Work instruction
Only the lines below starting at the one containing "pub fn new()" and ending at the one containing "use std::ptr::NonNull;" belong in the answer, each copied exactly.

Source material
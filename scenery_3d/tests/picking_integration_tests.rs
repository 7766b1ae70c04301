//! Integration tests for picking through the active camera
//!
//! Crates are placed in front of a camera sitting at the origin and looking
//! down -Z; rays are shot through raster positions of an 800x600 viewport.
//! Picks aim slightly off-centre so rays never graze a triangle diagonal.
//!
//! Run with: cargo test --test picking_integration_tests


use scenery_3d::glam::{Vec2, Vec3};
use scenery_3d::scenery3d::camera::{PerspectiveDesc, StaticCamera, Viewport};
use scenery_3d::scenery3d::render::Drawable;
use scenery_3d::scenery3d::scene::{SceneManager, SceneObject};
use test_utils::{create_test_scene, Crate, RecordingRenderer};

const AIM: Vec2 = Vec2::new(430.0, 280.0);

/// Drawable object that opted out of picking
struct Decal {
    drawable: Drawable,
}

impl SceneObject for Decal {
    fn name(&self) -> &str {
        "decal"
    }

    fn is_drawable(&self) -> bool {
        true
    }

    fn drawables(&self) -> Vec<Drawable> {
        vec![self.drawable.clone()]
    }
}

fn scene_with_camera() -> (SceneManager, RecordingRenderer) {
    let (mut scene, renderer) = create_test_scene();
    scene.register(
        StaticCamera::new("camera", &PerspectiveDesc::default())
            .looking_at(Vec3::ZERO, Vec3::NEG_Z),
    );
    scene.set_active_camera("camera").unwrap();
    (scene, renderer)
}

// ============================================================================
// PICKING TESTS
// ============================================================================

#[test]
fn test_integration_pick_reports_front_and_back_faces() {
    let (mut scene, _renderer) = scene_with_camera();
    scene.register(Crate::new("crate", Vec3::new(0.0, 0.0, -5.0), 1.0));

    let hits = scene.shoot_ray_from_camera(AIM, false).unwrap();

    assert_eq!(hits.len(), 2);
    assert!(hits.iter().all(|h| h.owner == "crate"));
    assert!(hits[0].distance > 4.0 && hits[0].distance < 4.2, "front: {}", hits[0].distance);
    assert!(hits[1].distance > 6.0 && hits[1].distance < 6.3, "back: {}", hits[1].distance);
    assert!((hits[0].point.z + 4.0).abs() < 1e-4);
    assert!((hits[1].point.z + 6.0).abs() < 1e-4);
}

#[test]
fn test_integration_pick_outlines_nearest_object() {
    let (mut scene, renderer) = scene_with_camera();
    let near = Crate::new("near", Vec3::new(0.0, 0.0, -5.0), 1.0);
    let far = Crate::new("far", Vec3::new(0.0, 0.0, -12.0), 3.0);
    let near_id = near.drawable().id();
    // Far one registered first so ordering comes from distance alone
    scene.register(far);
    scene.register(near);

    let hits = scene.shoot_ray_from_camera(AIM, true).unwrap();

    assert_eq!(hits.len(), 4);
    assert_eq!(hits[0].owner, "near");
    assert_eq!(hits[3].owner, "far");
    assert!(hits.windows(2).all(|w| w[0].distance <= w[1].distance));

    assert_eq!(renderer.count("outline"), 1);
    let outlined = renderer.outlined();
    assert_eq!(outlined.len(), 1);
    assert_eq!(outlined[0].id(), near_id);
}

#[test]
fn test_integration_miss_outlines_nothing() {
    let (mut scene, renderer) = scene_with_camera();
    scene.register(Crate::new("crate", Vec3::new(0.0, 0.0, -5.0), 1.0));

    let hits = scene.shoot_ray_from_camera(Vec2::new(5.0, 5.0), true).unwrap();

    assert!(hits.is_empty());
    assert_eq!(renderer.count("outline"), 0);
}

#[test]
fn test_integration_out_of_viewport_pick_is_empty() {
    let (mut scene, renderer) = scene_with_camera();
    scene.register(Crate::new("crate", Vec3::new(0.0, 0.0, -5.0), 1.0));

    let hits = scene.shoot_ray_from_camera(Vec2::new(-1.0, 300.0), true).unwrap();

    assert!(hits.is_empty());
    assert_eq!(renderer.count("outline"), 0);
}

#[test]
fn test_integration_unregistered_object_is_not_picked() {
    let (mut scene, _renderer) = scene_with_camera();
    scene.register(Crate::new("crate", Vec3::new(0.0, 0.0, -5.0), 1.0));
    assert_eq!(scene.shoot_ray_from_camera(AIM, false).unwrap().len(), 2);

    scene.unregister("crate");

    assert!(scene.shoot_ray_from_camera(AIM, false).unwrap().is_empty());
}

#[test]
fn test_integration_non_raycastable_drawable_is_ignored() {
    let (mut scene, renderer) = scene_with_camera();
    let decal = Crate::new("decal_source", Vec3::new(0.0, 0.0, -5.0), 1.0)
        .drawable()
        .clone()
        .with_raycast(false);
    scene.register(Decal { drawable: decal });

    assert!(renderer.owns("decal"));
    assert!(scene.shoot_ray_from_camera(AIM, false).unwrap().is_empty());
}

#[test]
fn test_integration_projection_matches_pick() {
    let (mut scene, _renderer) = scene_with_camera();
    scene.register(Crate::new("crate", Vec3::new(0.0, 0.0, -5.0), 1.0));

    // Project the front face hit back to the raster position it came from
    let hits = scene.shoot_ray_from_camera(AIM, false).unwrap();
    let raster = scene.world_to_raster(hits[0].point).unwrap();
    assert!((raster - AIM).length() < 0.05, "{:?}", raster);

    let view = scene.world_to_view(Vec3::new(0.0, 0.0, -5.0)).unwrap();
    assert!((view - Vec3::new(0.0, 0.0, -5.0)).length() < 1e-4);
}

#[test]
fn test_integration_viewport_change_moves_projection() {
    let (mut scene, _renderer) = scene_with_camera();
    let centre = scene.world_to_raster(Vec3::new(0.0, 0.0, -5.0)).unwrap();
    assert!((centre - Vec2::new(400.0, 300.0)).length() < 1e-3);

    scene.set_viewport(Viewport::from_size(1024.0, 768.0));

    let centre = scene.world_to_raster(Vec3::new(0.0, 0.0, -5.0)).unwrap();
    assert!((centre - Vec2::new(512.0, 384.0)).length() < 1e-3);
}
/// Movement key set used by the first-person camera.

use bitflags::bitflags;
use winit::keyboard::KeyCode;

bitflags! {
    #[derive(Debug, Clone, Copy, PartialEq, Eq, Hash, Default)]
    pub struct MoveKeys: u8 {
        const FORWARD = 1 << 0;
        const BACKWARD = 1 << 1;
        const LEFT = 1 << 2;
        const RIGHT = 1 << 3;
        const UP = 1 << 4;
        const DOWN = 1 << 5;
    }
}

impl MoveKeys {
    /// WASD and arrows move, Space rises, Shift sinks.
    pub fn from_key(code: KeyCode) -> Self {
        match code {
            KeyCode::KeyW | KeyCode::ArrowUp => MoveKeys::FORWARD,
            KeyCode::KeyS | KeyCode::ArrowDown => MoveKeys::BACKWARD,
            KeyCode::KeyA | KeyCode::ArrowLeft => MoveKeys::LEFT,
            KeyCode::KeyD | KeyCode::ArrowRight => MoveKeys::RIGHT,
            KeyCode::Space => MoveKeys::UP,
            KeyCode::ShiftLeft | KeyCode::ShiftRight => MoveKeys::DOWN,
            _ => MoveKeys::empty(),
        }
    }

    pub fn from_keys(codes: &[KeyCode]) -> Self {
        codes.iter()
            .fold(MoveKeys::empty(), |keys, &code| keys | MoveKeys::from_key(code))
    }
}

#[cfg(test)]
#[path = "move_keys_tests.rs"]
mod tests;
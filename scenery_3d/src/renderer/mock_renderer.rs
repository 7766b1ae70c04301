/// Mock Renderer for unit tests (no backend required)
///
/// Records every call as a string in a shared log so tests can inspect the
/// call sequence after the renderer has been handed to a SceneManager.

#[cfg(test)]
use std::sync::{Arc, Mutex};
#[cfg(test)]
use rustc_hash::FxHashSet;

#[cfg(test)]
use crate::camera::ProjectionCamera;
#[cfg(test)]
use crate::renderer::{Renderer, Drawable, DrawableId, Light, PostEffect};

#[cfg(test)]
#[derive(Debug, Default)]
pub struct MockRendererState {
    pub commands: Vec<String>,
    pub drawables: FxHashSet<DrawableId>,
    pub light_count: usize,
    pub outlined: Vec<DrawableId>,
}

#[cfg(test)]
#[derive(Debug, Clone, Default)]
pub struct MockRenderer {
    pub state: Arc<Mutex<MockRendererState>>,
}

#[cfg(test)]
impl MockRenderer {
    pub fn new() -> Self {
        Self::default()
    }

    pub fn commands(&self) -> Vec<String> {
        self.state.lock().unwrap().commands.clone()
    }

    pub fn count(&self, prefix: &str) -> usize {
        self.state.lock().unwrap()
            .commands.iter()
            .filter(|c| c.starts_with(prefix))
            .count()
    }

    pub fn has_drawable(&self, id: DrawableId) -> bool {
        self.state.lock().unwrap().drawables.contains(&id)
    }

    pub fn drawable_count(&self) -> usize {
        self.state.lock().unwrap().drawables.len()
    }

    pub fn light_count(&self) -> usize {
        self.state.lock().unwrap().light_count
    }

    pub fn outlined(&self) -> Vec<DrawableId> {
        self.state.lock().unwrap().outlined.clone()
    }
}

#[cfg(test)]
impl Renderer for MockRenderer {
    fn add(&mut self, owner: &str, drawables: &[Drawable], lights: &[Light]) {
        let mut state = self.state.lock().unwrap();
        state.commands.push(format!("add:{}", owner));
        state.drawables.extend(drawables.iter().map(|d| d.id()));
        state.light_count += lights.len();
    }

    fn remove(&mut self, owner: &str, drawables: &[Drawable], lights: &[Light]) {
        let mut state = self.state.lock().unwrap();
        state.commands.push(format!("remove:{}", owner));
        for drawable in drawables {
            state.drawables.remove(&drawable.id());
        }
        state.light_count -= lights.len();
    }

    fn setup(&mut self, _camera: &ProjectionCamera) {
        self.state.lock().unwrap().commands.push("setup".to_string());
    }

    fn render(&mut self, _camera: &ProjectionCamera) {
        self.state.lock().unwrap().commands.push("render".to_string());
    }

    fn outline_objects(&mut self, drawables: &[Drawable], _camera: &ProjectionCamera) {
        let mut state = self.state.lock().unwrap();
        state.commands.push("outline".to_string());
        state.outlined = drawables.iter().map(|d| d.id()).collect();
    }

    fn apply_effect(&mut self, effect: &PostEffect) {
        self.state.lock().unwrap().commands.push(format!("effect:{}", effect.name()));
    }
}
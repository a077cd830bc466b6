use std::ptr::NonNull;

/// The capability every memory provider must expose to back a container.
///
/// Allocation failure is communicated by returning [`None`]; no method panics on
/// exhaustion. A request for zero bytes is a contract violation: it is reported
/// through the contract hook in debug builds and returns [`None`] in all builds.
///
/// All methods take `&self` so that stateful implementations (such as a bump
/// arena) can serve allocations through interior mutability while being shared
/// with several containers at once.
///
/// # Offset allocations
///
/// [`allocate_with_offset()`](Self::allocate_with_offset) reserves `offset` extra
/// bytes *ahead of* the returned pointer, so a header and payload can share one
/// underlying block. Such a block is released by handing
/// [`deallocate()`](Self::deallocate) the start of the whole block
/// (`ptr - offset`) and its full size (`offset + size`).
///
/// # Safety
///
/// Implementations must guarantee that a returned pointer:
///
/// 1. Refers to a block of at least `size` bytes, valid for reads and writes.
/// 2. Is aligned to `align` (offset allocations: whenever `offset` is a multiple
///    of `align`).
/// 3. Does not overlap any other live block handed out by the same allocator.
/// 4. Remains valid until passed to [`deallocate()`](Self::deallocate) or the
///    allocator itself is destroyed or reset, whichever comes first.
pub unsafe trait RawAllocator {
    /// Allocates `size` bytes aligned to `align`.
    ///
    /// `align` must be a power of two; this precondition is checked in debug
    /// builds only. Returns [`None`] when the request cannot be satisfied.
    fn allocate(&self, size: usize, align: usize) -> Option<NonNull<u8>>;

    /// Allocates `size` bytes aligned to `align`, with `offset` extra bytes
    /// reserved ahead of the returned pointer.
    ///
    /// `flags` is reserved for implementation-specific request attributes and may
    /// be ignored. Returns [`None`] when the request cannot be satisfied.
    fn allocate_with_offset(
        &self,
        size: usize,
        align: usize,
        offset: usize,
        flags: u32,
    ) -> Option<NonNull<u8>>;

    /// Releases a previously allocated block.
    ///
    /// # Safety
    ///
    /// The caller must ensure that:
    ///
    /// 1. `ptr` was returned by this allocator (for offset allocations, adjusted
    ///    back to the block start as described on the trait).
    /// 2. `size` and `align` are the values the block was requested with (for
    ///    offset allocations, `size` is the full `offset + size`).
    /// 3. The block is released exactly once.
    unsafe fn deallocate(&self, ptr: NonNull<u8>, size: usize, align: usize);

    /// The diagnostic name of this allocator.
    fn label(&self) -> &str;
}

// SAFETY: Pure forwarding; the referenced allocator upholds the contract and the
// borrow guarantees it outlives the reference.
unsafe impl<A: RawAllocator + ?Sized> RawAllocator for &A {
    #[inline]
    fn allocate(&self, size: usize, align: usize) -> Option<NonNull<u8>> {
        (**self).allocate(size, align)
    }

    #[inline]
    fn allocate_with_offset(
        &self,
        size: usize,
        align: usize,
        offset: usize,
        flags: u32,
    ) -> Option<NonNull<u8>> {
        (**self).allocate_with_offset(size, align, offset, flags)
    }

    #[inline]
    unsafe fn deallocate(&self, ptr: NonNull<u8>, size: usize, align: usize) {
        // SAFETY: Forwarding the caller's guarantees unchanged.
        unsafe { (**self).deallocate(ptr, size, align) }
    }

    #[inline]
    fn label(&self) -> &str {
        (**self).label()
    }
}

/// Rounds `size` up to the next multiple of `align`.
///
/// `align` must be a power of two. The precondition is checked in debug builds
/// only; in release builds a non-power-of-two alignment produces an unspecified
/// result.
///
/// # Examples
///
/// ```
/// use raw_alloc::align_up;
///
/// assert_eq!(align_up(13, 8), 16);
/// assert_eq!(align_up(16, 8), 16);
/// assert_eq!(align_up(0, 8), 0);
/// ```
#[inline]
#[must_use]
pub fn align_up(size: usize, align: usize) -> usize {
    crate::debug_contract!(align.is_power_of_two(), "alignment must be a power of two");

    let mask = align.wrapping_sub(1);
    size.wrapping_add(mask) & !mask
}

Solution
    pub fn new() -> Self {
        Self::default()
    }

    pub fn commands(&self) -> Vec<String> {
        self.state.lock().unwrap().commands.clone()
    }

    pub fn count(&self, prefix: &str) -> usize {
        self.state.lock().unwrap()
            .commands.iter()
            .filter(|c| c.starts_with(prefix))
            .count()
    }

    pub fn has_drawable(&self, id: DrawableId) -> bool {
        self.state.lock().unwrap().drawables.contains(&id)
    }

    pub fn drawable_count(&self) -> usize {
        self.state.lock().unwrap().drawables.len()
    }

    pub fn light_count(&self) -> usize {
        self.state.lock().unwrap().light_count
    }

    pub fn outlined(&self) -> Vec<DrawableId> {
        self.state.lock().unwrap().outlined.clone()
    }
}

#[cfg(test)]
impl Renderer for MockRenderer {
    fn add(&mut self, owner: &str, drawables: &[Drawable], lights: &[Light]) {
        let mut state = self.state.lock().unwrap();
        state.commands.push(format!("add:{}", owner));
        state.drawables.extend(drawables.iter().map(|d| d.id()));
        state.light_count += lights.len();
    }

    fn remove(&mut self, owner: &str, drawables: &[Drawable], lights: &[Light]) {
        let mut state = self.state.lock().unwrap();
        state.commands.push(format!("remove:{}", owner));
        for drawable in drawables {
            state.drawables.remove(&drawable.id());
        }
        state.light_count -= lights.len();
    }

    fn setup(&mut self, _camera: &ProjectionCamera) {
        self.state.lock().unwrap().commands.push("setup".to_string());
    }

    fn render(&mut self, _camera: &ProjectionCamera) {
        self.state.lock().unwrap().commands.push("render".to_string());
    }

    fn outline_objects(&mut self, drawables: &[Drawable], _camera: &ProjectionCamera) {
        let mut state = self.state.lock().unwrap();
        state.commands.push("outline".to_string());
        state.outlined = drawables.iter().map(|d| d.id()).collect();
    }

    fn apply_effect(&mut self, effect: &PostEffect) {
        self.state.lock().unwrap().commands.push(format!("effect:{}", effect.name()));
    }
}
repository a077cd830bc466b6
use std::ptr::NonNull;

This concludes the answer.